Лучше не бывает
Шрифт:
Пола замолчала.
— Что же произошло потом? — спросил Дьюкейн тем же, почти шепчущим голосом.
— Я поехала с ним в больницу. Ричарда в следующий раз я увидела уже только на бракоразводном процессе.
— Эрик сильно пострадал?
— Не было серьезных повреждений внутренних органов, — сказала Пола своим педантичным голосом. — Но одна нога была совершенно раздавлена. Ее пришлось ампутировать.
Она добавила:
— Мы сказали, конечно, что это был несчастный случай.
После паузы Дьюкейн сказал:
— Понимаю.
— Что ж, потом я оставила и Эрика тоже. Я не могла вернуться к Ричарду, это мне даже в голову не приходило, и потом он же сам написал мне о разводе сразу на следующий день. Я думаю, ему также трудно было вынести все это, как и мне. И я не могла оставаться с Эриком. То, что он стал калекой по вине Ричарда, сразу убило все. Я почти возненавидела его, и ему было также неприятно видеть меня. Все это некоторое время казалось невозможным осознать и пережить. Я дала Эрику уйти, и он ушел как-то автоматически. Я продолжала видеться с ним, но это было похоже, как если бы мы играли роли в какой-то кошмарной пьесе. А потом он известил меня, что уезжает в Австралию. Мы оба были, наконец, свободны.
— А потом?..
— А потом он написал оттуда, что он встретил на корабле совершенно чудесную девушку и собирается на ней жениться. Я почувствовала большое облегчение. Потом я о нем ничего не знала, но вот примерно четыре недели назад я получила письмо. Он пишет, что так и не женился и что только я одна — вот все, что ему нужно в этом мире, и что он возвращается. Его корабль прибывает на следующей неделе.

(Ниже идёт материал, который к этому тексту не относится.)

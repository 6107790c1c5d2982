use std::{collections::BTreeMap, sync::Arc};

use async_trait::async_trait;
use chrono::Utc;
use sqlx::PgPool;
use tokio::sync::RwLock;

use crate::{
    error::RepositoryError,
    models::{NewPost, Post, PostChanges, User},
    pagination::{Page, PageRequest},
};

/// Repository Trait
///
/// The persistence contract used by the handlers and the auth extractor. Handlers
/// only see this trait, so the Postgres store and the in-memory store are
/// interchangeable.
///
/// **Send + Sync + async_trait** make `Arc<dyn Repository>` shareable across
/// Axum's task boundaries.
#[async_trait]
pub trait Repository: Send + Sync {
    // --- Users ---
    async fn get_user(&self, id: i32) -> Result<Option<User>, RepositoryError>;

    // --- Post Retrieval ---
    async fn get_post(&self, id: i32) -> Result<Option<Post>, RepositoryError>;
    // All posts, ordered by id.
    async fn list_posts(&self, request: PageRequest) -> Result<Page<Post>, RepositoryError>;
    // Posts owned by `user_id`, ordered by id.
    async fn list_user_posts(
        &self,
        user_id: i32,
        request: PageRequest,
    ) -> Result<Page<Post>, RepositoryError>;

    // --- Post Actions ---
    // Stamps the creation time and returns the stored row.
    async fn create_post(&self, post: NewPost) -> Result<Post, RepositoryError>;
    // Returns None when no post has this id.
    async fn update_post(
        &self,
        id: i32,
        changes: PostChanges,
    ) -> Result<Option<Post>, RepositoryError>;
}

/// RepositoryState
///
/// The concrete type used to share the persistence layer across the application state.
pub type RepositoryState = Arc<dyn Repository>;

const POST_COLUMNS: &str = "id, body, timestamp, user_id";

/// PostgresRepository
///
/// The `Repository` backed by PostgreSQL through a shared connection pool.
pub struct PostgresRepository {
    pool: PgPool,
}

impl PostgresRepository {
    /// Creates a new repository instance using the initialized connection pool.
    pub fn new(pool: PgPool) -> Self {
        Self { pool }
    }

    /// Applies the embedded migrations under `migrations/`.
    pub async fn migrate(&self) -> Result<(), RepositoryError> {
        sqlx::migrate!("./migrations").run(&self.pool).await?;
        Ok(())
    }

    async fn fetch_page(
        &self,
        user_id: Option<i32>,
        request: PageRequest,
    ) -> Result<Page<Post>, RepositoryError> {
        // `$1 IS NULL` lets both listings share one pair of statements.
        let total: i64 =
            sqlx::query_scalar("SELECT COUNT(*) FROM posts WHERE ($1::INT IS NULL OR user_id = $1)")
                .bind(user_id)
                .fetch_one(&self.pool)
                .await?;

        let items = sqlx::query_as::<_, Post>(&format!(
            "SELECT {POST_COLUMNS} FROM posts \
             WHERE ($1::INT IS NULL OR user_id = $1) \
             ORDER BY id LIMIT $2 OFFSET $3"
        ))
        .bind(user_id)
        .bind(request.limit())
        .bind(request.offset())
        .fetch_all(&self.pool)
        .await?;

        Ok(Page {
            items,
            total: u64::try_from(total).unwrap_or_default(),
        })
    }
}

#[async_trait]
impl Repository for PostgresRepository {
    async fn get_user(&self, id: i32) -> Result<Option<User>, RepositoryError> {
        let user = sqlx::query_as::<_, User>("SELECT id, username FROM users WHERE id = $1")
            .bind(id)
            .fetch_optional(&self.pool)
            .await?;
        Ok(user)
    }

    async fn get_post(&self, id: i32) -> Result<Option<Post>, RepositoryError> {
        let post = sqlx::query_as::<_, Post>(&format!(
            "SELECT {POST_COLUMNS} FROM posts WHERE id = $1"
        ))
        .bind(id)
        .fetch_optional(&self.pool)
        .await?;
        Ok(post)
    }

    async fn list_posts(&self, request: PageRequest) -> Result<Page<Post>, RepositoryError> {
        self.fetch_page(None, request).await
    }

    async fn list_user_posts(
        &self,
        user_id: i32,
        request: PageRequest,
    ) -> Result<Page<Post>, RepositoryError> {
        self.fetch_page(Some(user_id), request).await
    }

    /// create_post
    ///
    /// Single INSERT; the foreign key on `user_id` rejects unknown owners.
    async fn create_post(&self, post: NewPost) -> Result<Post, RepositoryError> {
        let created = sqlx::query_as::<_, Post>(&format!(
            "INSERT INTO posts (body, timestamp, user_id) VALUES ($1, $2, $3) \
             RETURNING {POST_COLUMNS}"
        ))
        .bind(post.body)
        .bind(Utc::now())
        .bind(post.user_id)
        .fetch_one(&self.pool)
        .await?;
        Ok(created)
    }

    /// update_post
    ///
    /// Uses `COALESCE` so an absent body leaves the column untouched while the
    /// timestamp is always rewritten.
    async fn update_post(
        &self,
        id: i32,
        changes: PostChanges,
    ) -> Result<Option<Post>, RepositoryError> {
        let updated = sqlx::query_as::<_, Post>(&format!(
            "UPDATE posts SET timestamp = $2, body = COALESCE($3, body) WHERE id = $1 \
             RETURNING {POST_COLUMNS}"
        ))
        .bind(id)
        .bind(changes.timestamp)
        .bind(changes.body)
        .fetch_optional(&self.pool)
        .await?;
        Ok(updated)
    }
}

/// MemoryRepository
///
/// A `Repository` kept in process memory. Backs the test suites and mirrors the
/// Postgres semantics: ids are assigned sequentially from 1 and posts require an
/// existing owner.
#[derive(Default)]
pub struct MemoryRepository {
    tables: RwLock<Tables>,
}

#[derive(Default)]
struct Tables {
    users: BTreeMap<i32, User>,
    posts: BTreeMap<i32, Post>,
    last_post_id: i32,
}

impl MemoryRepository {
    pub fn new() -> Self {
        Self::default()
    }

    /// Seeds the store with `users`.
    pub fn with_users(users: impl IntoIterator<Item = User>) -> Self {
        let tables = Tables {
            users: users.into_iter().map(|user| (user.id, user)).collect(),
            ..Tables::default()
        };
        Self {
            tables: RwLock::new(tables),
        }
    }

    pub async fn insert_user(&self, user: User) {
        self.tables.write().await.users.insert(user.id, user);
    }

    pub async fn post_count(&self) -> usize {
        self.tables.read().await.posts.len()
    }

    fn page_of<'a>(posts: impl Iterator<Item = &'a Post>, request: PageRequest) -> Page<Post> {
        let matching: Vec<&Post> = posts.collect();
        let skip = usize::try_from(request.offset()).unwrap_or(usize::MAX);
        let take = usize::try_from(request.limit()).unwrap_or_default();
        Page {
            items: matching.iter().skip(skip).take(take).map(|post| (*post).clone()).collect(),
            total: matching.len() as u64,
        }
    }
}

#[async_trait]
impl Repository for MemoryRepository {
    async fn get_user(&self, id: i32) -> Result<Option<User>, RepositoryError> {
        Ok(self.tables.read().await.users.get(&id).cloned())
    }

    async fn get_post(&self, id: i32) -> Result<Option<Post>, RepositoryError> {
        Ok(self.tables.read().await.posts.get(&id).cloned())
    }

    async fn list_posts(&self, request: PageRequest) -> Result<Page<Post>, RepositoryError> {
        let tables = self.tables.read().await;
        Ok(Self::page_of(tables.posts.values(), request))
    }

    async fn list_user_posts(
        &self,
        user_id: i32,
        request: PageRequest,
    ) -> Result<Page<Post>, RepositoryError> {
        let tables = self.tables.read().await;
        let owned = tables.posts.values().filter(|post| post.user_id == user_id);
        Ok(Self::page_of(owned, request))
    }

    async fn create_post(&self, post: NewPost) -> Result<Post, RepositoryError> {
        let mut tables = self.tables.write().await;
        if !tables.users.contains_key(&post.user_id) {
            return Err(RepositoryError::UnknownUser(post.user_id));
        }
        tables.last_post_id += 1;
        let created = Post {
            id: tables.last_post_id,
            body: post.body,
            timestamp: Utc::now(),
            user_id: post.user_id,
        };
        tables.posts.insert(created.id, created.clone());
        Ok(created)
    }

    async fn update_post(
        &self,
        id: i32,
        changes: PostChanges,
    ) -> Result<Option<Post>, RepositoryError> {
        let mut tables = self.tables.write().await;
        let Some(post) = tables.posts.get_mut(&id) else {
            return Ok(None);
        };
        post.timestamp = changes.timestamp;
        if let Some(body) = changes.body {
            post.body = body;
        }
        Ok(Some(post.clone()))
    }
}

— Вы боитесь его, — сказал Дьюкейн.
— Да, я всегда боялась его немного. Смешно, я никогда не боялась Ричарда, хотя в Ричарде склонность к насилию явно больше.
— Вы сказали, что Эрик — демон.
— Да. Это странно, потому что он кажется просто нелепым. Сначала я так и смотрела на него как на абсурдного человека, что-то вроде переигрывающего актера. Но в нем есть, в буквальном смысле слова, магнетизм, животная сила, которой может обладать только глупый человек. Не то чтобы Эрик был глуп, просто это не имеет ничего общего с умом, по крайней мере — с разумностью. Это почти физическое свойство. Возможно, оно-то и привлекло меня. Эрик был первозданен как земля, как море. Для меня он всегда ассоциировался с морем.
— Вы совсем не хотите видеть его?
— Нет. Но я должна. Я должна… претерпеть это опять.
— Могу понять, — сказал Дьюкейн, тщательно выбирая слова, — что вам кажется, что вы будто должны ему что-то. Это как союз по расчету…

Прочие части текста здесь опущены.